Allergies alimentaires : heureux mais imprudents
Si les enfants souffrant d’allergie alimentaire sévère sont au moins aussi épanouis que les autres, 1 sur 2 ne porte pas sur lui la trousse d’urgence
Avant, on s’occupait simplement de soigner des maladies. On se préoccupait peu du retentissement de la prise en charge. Aujourd’hui, on s’efforce de prendre en compte l’impact de la pathologie et du traitement sur la vie du patient et de sa famille. » Professeur de pédiatrie au CHU-Lenval à Nice, Lisa Giovannini-Chami vient de publier la première étude française jamais réalisée sur la qualité de vie des enfants souffrant d’allergies alimentaires sévères. Une étude importante, dans la mesure où ces allergies constituent un fardeau dont beaucoup d’entre eux ne se débarrasseront jamais. « Aussi, et comme c’est le cas pour toutes les maladies chroniques, se pose notamment le problème de l’observance et de la prévention des risques. Et on sait qu’elles sont étroitement liées à la qualité de vie. » L’étude conduite par le Pr GiovanniniChami a duré deux années et s’est intéressée à plus de 900 enfants (âgés de 8 à 17 ans) scolarisés à Nice. « Parmi eux, 135 souffraient d’allergies alimentaires, et 255 de maladies chroniques diverses (asthme, diabète, obésité, anorexie, boulimie…).
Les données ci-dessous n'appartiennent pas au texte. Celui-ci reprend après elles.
use actix_session::{Session, SessionExt};
use actix_web::{FromRequest, HttpRequest, dev::Payload};
use chrono::Utc;
use std::future::{Ready, ready};

use crate::auth::roles::Role;
use crate::errors::AppError;

/// Wrapper around permission codes with a `has()` method for use in Askama templates.
#[derive(Debug, Clone, Default)]
pub struct Permissions(pub Vec<String>);

impl Permissions {
    pub fn has(&self, code: &str) -> bool {
        self.0.iter().any(|p| p == code)
    }

    pub fn for_role(role: Role) -> Self {
        Permissions(role.permission_codes().into_iter().map(String::from).collect())
    }
}

/// Identity and rendering preferences of the user behind the current request.
#[derive(Debug, Clone)]
pub struct RequestContext {
    pub user_id: i64,
    pub username: String,
    pub role: Role,
    pub permissions: Permissions,
    pub theme_mode: String,
    pub primary_color: String,
}

pub const DEFAULT_THEME: &str = "auto";
pub const DEFAULT_COLOR: &str = "#1d4ed8";

impl RequestContext {
    pub fn from_session(session: &Session) -> Result<Self, AppError> {
        if !is_logged_in(session) {
            return Err(AppError::Session("Not logged in".to_string()));
        }
        let user_id = get_user_id(session)
            .ok_or_else(|| AppError::Session("No user in session".to_string()))?;
        let username = session
            .get::<String>("username")
            .unwrap_or(None)
            .ok_or_else(|| AppError::Session("No username in session".to_string()))?;
        let role = session
            .get::<String>("role")
            .unwrap_or(None)
            .and_then(|r| r.parse::<Role>().ok())
            .ok_or_else(|| AppError::Session("No role in session".to_string()))?;
        let (theme_mode, primary_color) = preferences(session);

        Ok(Self {
            user_id,
            username,
            role,
            permissions: Permissions::for_role(role),
            theme_mode,
            primary_color,
        })
    }

    /// Like `from_session`, but for public pages that also serve visitors.
    pub fn optional(session: &Session) -> Option<Self> {
        Self::from_session(session).ok()
    }

    pub fn is_admin(&self) -> bool {
        self.role.is_admin()
    }

    pub fn has_permission(&self, action: &str, resource: &str) -> bool {
        self.role.has_permission(action, resource)
    }

    /// Check permission; returns Err(AppError) if denied.
    pub fn require(&self, action: &str, resource: &str) -> Result<(), AppError> {
        if self.has_permission(action, resource) {
            Ok(())
        } else {
            Err(AppError::PermissionDenied(format!("{action}:{resource}")))
        }
    }
}

impl FromRequest for RequestContext {
    type Error = AppError;
    type Future = Ready<Result<Self, Self::Error>>;

    fn from_request(req: &HttpRequest, _payload: &mut Payload) -> Self::Future {
        ready(RequestContext::from_session(&req.get_session()))
    }
}

/// Populate a fresh session after a successful local or OAuth login.
pub fn start_session(session: &Session, user_id: i64, username: &str, role: Role) -> Result<(), AppError> {
    session.renew();
    let insert_err = |e: actix_session::SessionInsertError| AppError::Session(e.to_string());
    session.insert("user_id", user_id).map_err(insert_err)?;
    session.insert("username", username).map_err(insert_err)?;
    session.insert("role", role.as_str()).map_err(insert_err)?;
    session.insert("is_logged_in", true).map_err(insert_err)?;
    session.insert("last_activity", Utc::now().timestamp()).map_err(insert_err)?;
    Ok(())
}

pub fn is_logged_in(session: &Session) -> bool {
    session.get::<bool>("is_logged_in").unwrap_or(None).unwrap_or(false)
        && get_user_id(session).is_some()
}

pub fn get_user_id(session: &Session) -> Option<i64> {
    session.get::<i64>("user_id").unwrap_or(None)
}

pub fn preferences(session: &Session) -> (String, String) {
    let theme = session
        .get::<String>("theme_mode")
        .unwrap_or(None)
        .unwrap_or_else(|| DEFAULT_THEME.to_string());
    let color = session
        .get::<String>("primary_color")
        .unwrap_or(None)
        .unwrap_or_else(|| DEFAULT_COLOR.to_string());
    (theme, color)
}

pub fn set_flash(session: &Session, message: &str) {
    let _ = session.insert("flash", message);
}

pub fn take_flash(session: &Session) -> Option<String> {
    let flash = session.get::<String>("flash").unwrap_or(None);
    if flash.is_some() {
        session.remove("flash");
    }
    flash
}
On a montré que contrairement à ce qu’avait rapporté une étude néerlandaise similaire, l’allergie, même si elle peut engager le pronostic vital, a un impact limité sur la qualité de vie des enfants. Ils vont au moins aussi bien que les enfants “sains” et mieux que les autres petits malades chroniques. »
Ingestion accidentelle
La plupart finissent par s’adapter aux contraintes inhérentes à l’allergie et suivent bien leur régime. « Les nombreux efforts réalisés dans l’accueil de ces enfants dans nos cantines scolaires et sur l’étiquetage des produits contribuent certainement aussi à une meilleure qualité de vie ces dernières années. » Mais une autre conclusion, beaucoup moins souriante, contrarie la spécialiste : à peine la moitié des enfants atteints d’allergie grave portent sur eux la fameuse trousse d’urgence contenant en particulier le stylo auto-injecteur d’adrénaline. « Les allergiques alimentaires, mêmes graves, n’ont pas toujours conscience du risque. Une ingestion accidentelle voire un simple contact (allergie alimentaire par procuration via un baiser) sont toujours possibles, n’importe où, n’importe quand,
et peuvent engendrer des situations dramatiques ». Des mots volontairement brutaux pour rappeler qu’en cas d’allergie alimentaire sévère, le risque zéro n’existe pas.